Por mim, sinto-me deslumbrada quando certas formas se organizam, sejam letras, traços, pinceladas ou sons, dando origem a universos inexplorados e, por isso, acrescentando mundos ao mundo. Regozijo-me por pertencer a esse domínio humano onde se dão as epifanias do espírito, onde pequenas ou grandes ideias irrompem, não se sabe de que zonas obscuras, e, no momento certo, entre si convocam outras sugestões – e nasce a obra. 
Não creio ser possível explicar este fenómeno. Não poderei nunca exprimir – e ninguém pode – a origem da força motriz do pensamento, que engendra e constrói, quantas vezes no silêncio mais profundo, a matriz da criação, mais tarde trazida para a luz e feita milagre – até para mim mesma que o criei, até para outro qualquer que o conseguiu. 
Escreveu Miguel Torga, num dos seus Diários que o artista é um possesso, um médium, guiado por invisíveis tropismos criadores. Ele declarou-se sempre ateu, desse Deus das religiões, adorado nas igrejas. Mas encontrou dentro de si, em momentos ímpares de lucidez extra-ordinária, a voz e a força capazes de se soltarem um hinos portentosos, fantásticos e inverosímeis, mesmo para si que os criara. E é assim mesmo o artista. 
Pode ser que precise de trabalhar, depois, o que lhe saiu, fumegante, ainda com a escória do parto apegada aos membros espúrios; mas, se não tivesse soltado a chamas, na hora de possessão, que haveria de trabalhar, depois, logo que regressasse a si? 

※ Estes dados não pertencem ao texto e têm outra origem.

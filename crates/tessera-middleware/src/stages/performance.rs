//! Per-operation timing, memory sampling and threshold warnings.
//!
//! Each measured execution produces a [`PerformanceRecord`] kept in memory
//! until the maintenance sweep prunes it, and updates a running
//! [`AggregateMetrics`]. Executions slower than the warning threshold publish
//! a `performance_warning` event; every measured execution publishes a
//! `metrics_update` event. Publishing failures are logged and never reach the
//! caller.

use std::sync::{Arc, Weak};
use std::time::Duration;

use chrono::{DateTime, Utc};
use dashmap::DashMap;
use parking_lot::Mutex;
use rand::Rng;
use serde::Serialize;
use sysinfo::{Pid, ProcessesToUpdate, System};
use tessera_config::PerformanceConfig;
use tessera_core::{Checkpoint, ExecutionContext, PerformanceTracking, RequestId, Thresholds};
use tessera_telemetry::metrics::record_performance_status;
use thiserror::Error;
use tokio::time::Instant;
use tracing::{debug, info, warn};
use uuid::Uuid;

use crate::events::{EventBus, MetricsUpdate, PerformanceWarning, PipelineEvent, SystemSnapshot};
use crate::middleware::{BoxFuture, Middleware, MiddlewareBase, MiddlewareResult, Next};
use crate::periodic::PeriodicTask;

/// Default priority.
pub const DEFAULT_PRIORITY: i32 = 80;

/// Process memory could not be read.
#[derive(Error, Debug, Clone)]
#[error("failed to read process memory: {0}")]
pub struct MemoryReadError(String);

impl MemoryReadError {
    /// Creates a memory read error.
    pub fn new(message: impl Into<String>) -> Self {
        Self(message.into())
    }
}

/// Source of process memory samples.
pub trait MemorySource: Send + Sync + 'static {
    /// Resident memory of the current process in bytes.
    ///
    /// # Errors
    ///
    /// Returns `MemoryReadError` when the platform cannot report it.
    fn resident_bytes(&self) -> Result<u64, MemoryReadError>;
}

/// [`MemorySource`] backed by `sysinfo`.
pub struct SysinfoMemorySource {
    system: Mutex<System>,
    pid: Option<Pid>,
}

impl SysinfoMemorySource {
    /// Creates a source for the current process.
    pub fn new() -> Self {
        Self {
            system: Mutex::new(System::new()),
            pid: sysinfo::get_current_pid().ok(),
        }
    }
}

impl Default for SysinfoMemorySource {
    fn default() -> Self {
        Self::new()
    }
}

impl MemorySource for SysinfoMemorySource {
    fn resident_bytes(&self) -> Result<u64, MemoryReadError> {
        let pid = self
            .pid
            .ok_or_else(|| MemoryReadError::new("current pid unavailable"))?;

        let mut system = self.system.lock();
        system.refresh_processes(ProcessesToUpdate::Some(&[pid]), true);
        system
            .process(pid)
            .map(sysinfo::Process::memory)
            .ok_or_else(|| MemoryReadError::new(format!("process {pid} not found")))
    }
}

/// Classification of one execution against the thresholds.
#[derive(Debug, Clone, Copy, PartialEq, Eq, Hash, Serialize)]
#[serde(rename_all = "snake_case")]
pub enum PerformanceStatus {
    /// At or below the warning threshold.
    Healthy,
    /// Above the warning threshold.
    Warning,
    /// Above the critical threshold.
    Critical,
}

impl PerformanceStatus {
    /// Classifies `duration_ms`. Comparisons are strict.
    pub fn classify(duration_ms: f64, thresholds: Thresholds) -> Self {
        if duration_ms > thresholds.critical_ms as f64 {
            Self::Critical
        } else if duration_ms > thresholds.warning_ms as f64 {
            Self::Warning
        } else {
            Self::Healthy
        }
    }

    /// Wire name.
    pub fn as_str(self) -> &'static str {
        match self {
            Self::Healthy => "healthy",
            Self::Warning => "warning",
            Self::Critical => "critical",
        }
    }
}

/// Measurements for one execution.
#[derive(Debug, Clone, Serialize)]
pub struct PerformanceRecord {
    /// Unique id, also the key in the record store.
    pub operation_id: String,
    /// Operation name.
    pub operation: String,
    /// Correlation id.
    pub request_id: Option<RequestId>,
    /// Wall-clock start.
    pub start_time: DateTime<Utc>,
    /// Wall-clock end.
    pub end_time: DateTime<Utc>,
    /// Duration in milliseconds.
    pub duration_ms: f64,
    /// Resident memory before the execution.
    pub memory_start: u64,
    /// Resident memory change over the execution.
    pub memory_delta: i64,
    /// Classification.
    pub status: PerformanceStatus,
    /// Whether the chain succeeded.
    pub success: bool,
    /// Caller checkpoints.
    pub checkpoints: Vec<Checkpoint>,
    /// Threshold warnings.
    pub warnings: Vec<String>,
}

/// Running statistics across every measured execution.
#[derive(Debug, Clone, Default, PartialEq, Serialize)]
pub struct AggregateMetrics {
    /// Measured executions.
    pub total_requests: u64,
    /// Running mean duration.
    pub average_duration_ms: f64,
    /// Fastest execution.
    pub min_duration_ms: Option<f64>,
    /// Slowest execution.
    pub max_duration_ms: Option<f64>,
    /// Executions classified as warning.
    pub warning_count: u64,
    /// Executions classified as critical.
    pub critical_count: u64,
    /// Executions whose chain failed.
    pub total_errors: u64,
    /// Percentage of failed executions, `total_errors / total_requests * 100`.
    /// 0 when empty.
    pub error_rate: f64,
    /// Health score between 0 and 100.
    pub performance_score: f64,
}

impl AggregateMetrics {
    fn record(&mut self, duration_ms: f64, status: PerformanceStatus, success: bool) {
        self.total_requests += 1;
        let n = self.total_requests as f64;
        self.average_duration_ms = (self.average_duration_ms * (n - 1.0) + duration_ms) / n;
        self.min_duration_ms = Some(self.min_duration_ms.map_or(duration_ms, |m| m.min(duration_ms)));
        self.max_duration_ms = Some(self.max_duration_ms.map_or(duration_ms, |m| m.max(duration_ms)));

        match status {
            PerformanceStatus::Critical => self.critical_count += 1,
            PerformanceStatus::Warning => self.warning_count += 1,
            PerformanceStatus::Healthy => {}
        }
        if !success {
            self.total_errors += 1;
        }
    }

    /// Copy with `error_rate` and `performance_score` filled in.
    fn derived(&self) -> Self {
        let mut out = self.clone();
        if self.total_requests == 0 {
            out.error_rate = 0.0;
            out.performance_score = 100.0;
            return out;
        }

        let total = self.total_requests as f64;
        out.error_rate = self.total_errors as f64 / total * 100.0;
        let score = 100.0
            - 30.0 * self.total_errors as f64 / total
            - 15.0 * self.warning_count as f64 / total
            - 25.0 * self.critical_count as f64 / total;
        out.performance_score = score.clamp(0.0, 100.0);
        out
    }
}

/// Performance stage.
pub struct PerformanceMiddleware {
    base: MiddlewareBase,
    config: PerformanceConfig,
    events: EventBus,
    memory: Arc<dyn MemorySource>,
    records: DashMap<String, PerformanceRecord>,
    aggregate: Mutex<AggregateMetrics>,
}

impl PerformanceMiddleware {
    /// Creates the stage with the `sysinfo` memory source.
    pub fn new(config: &PerformanceConfig, events: EventBus) -> Self {
        Self::with_memory_source(config, events, Arc::new(SysinfoMemorySource::new()))
    }

    /// Creates the stage with a custom memory source.
    pub fn with_memory_source(
        config: &PerformanceConfig,
        events: EventBus,
        memory: Arc<dyn MemorySource>,
    ) -> Self {
        Self {
            base: MiddlewareBase::new("performance", DEFAULT_PRIORITY)
                .with_enabled(config.enabled),
            config: config.clone(),
            events,
            memory,
            records: DashMap::new(),
            aggregate: Mutex::new(AggregateMetrics::default()),
        }
    }

    /// Overrides the default priority.
    #[must_use]
    pub fn with_priority(mut self, priority: i32) -> Self {
        self.base =
            MiddlewareBase::new("performance", priority).with_enabled(self.config.enabled);
        self
    }

    /// Configured thresholds.
    pub fn thresholds(&self) -> Thresholds {
        Thresholds {
            warning_ms: self.config.warning_threshold_ms,
            critical_ms: self.config.critical_threshold_ms,
        }
    }

    /// Aggregate snapshot including error rate and score.
    pub fn aggregate_metrics(&self) -> AggregateMetrics {
        self.aggregate.lock().derived()
    }

    /// Stored record by operation id.
    pub fn record(&self, operation_id: &str) -> Option<PerformanceRecord> {
        self.records.get(operation_id).map(|r| r.value().clone())
    }

    /// Every stored record, in no particular order.
    pub fn records(&self) -> Vec<PerformanceRecord> {
        self.records.iter().map(|r| r.value().clone()).collect()
    }

    /// Removes records that ended more than `max_age` ago.
    ///
    /// Returns the number removed.
    pub fn prune_older_than(&self, max_age: Duration) -> usize {
        let Some(cutoff) = chrono::Duration::from_std(max_age)
            .ok()
            .and_then(|age| Utc::now().checked_sub_signed(age))
        else {
            return 0;
        };

        let before = self.records.len();
        self.records.retain(|_, record| record.end_time >= cutoff);
        let removed = before.saturating_sub(self.records.len());

        if removed > 0 {
            info!(removed, remaining = self.records.len(), "pruned performance records");
        }
        removed
    }

    /// Spawns the periodic sweep that prunes records past retention.
    pub fn start_maintenance(self: &Arc<Self>) -> PeriodicTask {
        let period = Duration::from_secs(self.config.cleanup_interval_secs);
        let retention = Duration::from_secs(self.config.retention_hours * 3600);
        let stage: Weak<Self> = Arc::downgrade(self);

        PeriodicTask::spawn("performance-maintenance", period, move || {
            match stage.upgrade() {
                Some(stage) => {
                    stage.prune_older_than(retention);
                    true
                }
                None => false,
            }
        })
    }

    fn sampled(&self) -> bool {
        let sampling = &self.config.sampling;
        !sampling.enabled || rand::thread_rng().gen::<f64>() < sampling.rate
    }

    fn sample_memory(&self) -> u64 {
        self.memory.resident_bytes().unwrap_or_else(|e| {
            warn!(error = %e, "memory sample failed, using 0");
            0
        })
    }

    fn finish(&self, ctx: &mut ExecutionContext, started: Instant, success: bool) {
        let duration_ms = started.elapsed().as_secs_f64() * 1000.0;
        let memory_end = self.sample_memory();
        let thresholds = self.thresholds();
        let status = PerformanceStatus::classify(duration_ms, thresholds);
        let operation = ctx.operation().to_string();
        let request_id = ctx.request_id();

        let Some(tracking) = ctx.performance_tracking.as_mut() else {
            return;
        };

        match status {
            PerformanceStatus::Critical => tracking.warnings.push(format!(
                "duration {duration_ms:.0}ms exceeded critical threshold {}ms",
                thresholds.critical_ms
            )),
            PerformanceStatus::Warning => tracking.warnings.push(format!(
                "duration {duration_ms:.0}ms exceeded warning threshold {}ms",
                thresholds.warning_ms
            )),
            PerformanceStatus::Healthy => {}
        }

        let record = PerformanceRecord {
            operation_id: tracking.operation_id.clone(),
            operation,
            request_id,
            start_time: tracking.start_time,
            end_time: Utc::now(),
            duration_ms,
            memory_start: tracking.memory_start,
            memory_delta: memory_end as i64 - tracking.memory_start as i64,
            status,
            success,
            checkpoints: tracking.checkpoints.clone(),
            warnings: tracking.warnings.clone(),
        };

        self.records.insert(record.operation_id.clone(), record.clone());
        let aggregate = {
            let mut aggregate = self.aggregate.lock();
            aggregate.record(duration_ms, status, success);
            aggregate.derived()
        };
        record_performance_status(status.as_str());

        debug!(
            operation = %record.operation,
            duration_ms,
            status = status.as_str(),
            "execution measured"
        );

        if duration_ms > thresholds.warning_ms as f64 {
            let event = PipelineEvent::PerformanceWarning(PerformanceWarning {
                metrics: record.clone(),
                thresholds,
                aggregate: aggregate.clone(),
            });
            if let Err(e) = self.events.publish(event) {
                warn!(error = %e, "failed to publish performance warning");
            }
        }

        let event = PipelineEvent::MetricsUpdate(MetricsUpdate {
            current: record,
            aggregate,
            system: SystemSnapshot {
                memory: memory_end,
                timestamp: Utc::now(),
            },
        });
        if let Err(e) = self.events.publish(event) {
            warn!(error = %e, "failed to publish metrics update");
        }
    }
}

São vitais estes momentos de sublime exaltação, quando o embrião, o feto, o recém-nascido são pedaços informes de matéria. São necessários os arroubos demenciais de uma alma exaltada, a querer romper barreiras, para que um pequeno átomo de luz, com sombra dentro, gere, por fim, a obra inteira. E é por experiência própria que falo. Mas também tenho encontrado irmãos nesta saga, homens e mulheres que eu sei terem sido bafejados por semelhante sopro anímico. 
Com profunda e absoluta convicção afirmo que o mundo virá um dia a ser salvo: quando as vendas obscurantistas se romperem, e essa voz profunda dos génios criadores puder soltar -se sem peias ou amarras. Então, a humanidade terá encontrado realmente o seu rumo.